Doutrinas da Alma e do Coração

Vez e outra me deparo com um problema clássico no meio religioso: Prática x Teoria ou Doutrina x Experiência. E verdade percebo um problema comum por trás.

Primeiro convivi com pessoas que questionavam a minha fé por causa da minha intelectualidade, como se razão (pensar criteriosamente) fosse um oposto à crença cristã ou a uma prática profunda de espiritualidade. Aliás, sempre havia uma confusão dos meus opositores (mesmo entre não-religiosos) entre cientificidade, empirismo e lógica. Eles geralmente colocavam tudo numa só panela.

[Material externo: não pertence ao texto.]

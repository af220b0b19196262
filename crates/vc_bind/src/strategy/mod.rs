//! Type overrides and object identity carried in attributes.
//!
//! A [`Strategy`] sees every element that holds a composite or a
//! collection before the converters do. On read it may consume
//! attributes and report a [`Value`]; on write it may add attributes and
//! claim the element, in which case the body is not written.

mod cycle;
mod tree;

pub use cycle::CycleStrategy;
pub use tree::TreeStrategy;

use alloc::boxed::Box;

use vc_node::NodeMap;

use crate::class::Class;
use crate::session::Session;
use crate::{Bind, Result};

// -----------------------------------------------------------------------------
// Value

/// What a strategy learned from the attributes of an element.
pub trait Value {
    /// The concrete class named by the element, if it overrides the declared one.
    fn class(&self) -> Option<&'static Class>;

    /// The item count of an array element.
    fn length(&self) -> Option<usize> {
        None
    }

    /// Whether the element refers to an object read earlier.
    fn is_reference(&self) -> bool {
        false
    }

    /// Takes the referenced object, shared with its first occurrence.
    fn reference(&mut self) -> Option<Box<dyn Bind>> {
        None
    }

    /// Called with the finished object, `None` when only validating.
    fn set_value(&mut self, value: Option<&dyn Bind>, session: &mut Session) -> Result<()> {
        let _ = (value, session);
        Ok(())
    }
}

// -----------------------------------------------------------------------------
// Strategy

/// Reads and writes the bookkeeping attributes of elements.
pub trait Strategy: Send + Sync {
    /// Consumes the attributes the strategy owns from `node`.
    fn read(
        &self,
        declared: &'static Class,
        node: &mut dyn NodeMap,
        session: &mut Session,
    ) -> Result<Option<Box<dyn Value>>>;

    /// Adds attributes describing `value`, declared as `declared`.
    ///
    /// Returns `true` when the element is complete and its body must
    /// not be written.
    fn write(
        &self,
        declared: &'static Class,
        value: &dyn Bind,
        node: &mut dyn NodeMap,
        session: &mut Session,
    ) -> Result<bool>;
}

/// Strips options and shared pointers from a declared class.
pub(crate) fn declared_target(declared: &'static Class) -> &'static Class {
    let mut class = declared;
    loop {
        class = match class {
            Class::Optional(info) => info.inner(),
            Class::Shared(info) => info.inner(),
            _ => return class,
        };
    }
}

Com o aprofundamento na teologia, especialmente a reformada, a coisa piorou. Líderes sem domínio bíblico e teológico - diante das minhas posições, meus ensinos e questionamentos (numa perspectiva reformada) - justificavam a própria incompetência numa busca de uma profundidade espiritual baseada numa experiência beirando mais o paganismo e o misticismo do que o cristianismo (incoerentemente sem uma orientação de mesma profundidade dos fundamentos da própria fé). Obviamente os adeptos deles eram maiores, porque as pessoas não estavam interessadas em verificar aquilo que trazem de "bom" para elas. Confiavam no bom caráter dos líderes. E deste modo, procuravam invalidar a teologia reformada, especificamente a soteriologia (doutrina da salvação), da qual cria, com a experiência deles. Era a velha rivalidade Prática x Teoria. Como se os resultados das experiências deles (milagres, felicidade, dons) fossem maiores do que a própria hermenêutica. É como querer invalidar uma conta de matemática (2 + 2 = 4) porque a maioria acredita diferente.

A soteriologia está para a alma como a cardiologia está para o coração. A preocupação da soteriologia é formular uma verdade para a salvação da alma do pecador. Alma enquanto aspecto do homem que se relaciona com a divindade, apenas. Aspecto transcendente, subjetivo. Não como um ser completo, com corpo, mente, coração e vivendo em sociedade. Por isto temos a Responsabilidade Social da Igreja de Calvino, A Ética Protestante de Weber, A Missão Integral do Pacto de Lausanne (por que não toda a Teologia da Libertação?), pois são tentativas de lembrarmos de que a o cristianismo (verdade e prática cristã) não se encerra na doutrina, especialmente aquelas destinadas a formular verdades para alma/espírito do homem, aspecto da relação com a divindade.

Engraçado como as pessoas passam a rejeitar certas teologias "tradicionais", "ultrapassadas", "deterministas" como a calvinista ou reformada, quando conhecem a "praxis teológica" (seja no neo-pentecostalismo, apaixonado por Jesus ou na praxia da libertação). Na verdade há aqui uma certa cegueira ou até incompetência em não ter notado que "doutrinas da alma" tinham a única preocupação na verdade enquanto formulação, já que estava se tratando de um ser que não se podia tocar, experimentar ou analisar: a alma.

Vejamos a soteriologia, doutrina da salvação. É uma doutrina da alma. Sua preocupação é formular a verdade da salvação da alma do pecador e não do homem como um ser completo com problemas psicológicos, sociais, físico, etc. Contudo não devemos encerrar a teologia na soteriologia. Infelizmente muitas igrejas e líderes fizeram isto: colocaram a verdade cristã apenas como formulação em si e não como ferramenta de transformação.

Uma "doutrina do coração" está preocupada na transformação concreta (psicológica, física, social) do homem e não numa mudança no mundo espiritual que não tem reflexo direto no corpo do homem, num processo social ou jurídico. Doutrinas relacionadas com o caráter cristão podem sim ser motivadas pelas verdades das "doutrinas da alma", mas encerradas nelas. A contribuição concreta poderá vir das ciências humanas enquanto fonte para o conhecimento do contexto social, político, biológico e mental do homem. E ciência humana não é sinônimo de ateísmo. Não coloquemos tudo numa só panela.

É incompatível a Teologia da Libertação com a Teologia Calvinista? A pergunta foi mal formulada. Em qual ponto de uma teologia se compara a outra? Está se comparando "doutrina de alma" com "doutrina do coração"? Se sim, então começou errado. É como querer que a predestinação/eleição na soteriologia calvinista (reformada) falasse do evangelho transformando um pobre rejeitado pela sociedade num cidadão cristão influente na sociedade. Percebe o erro?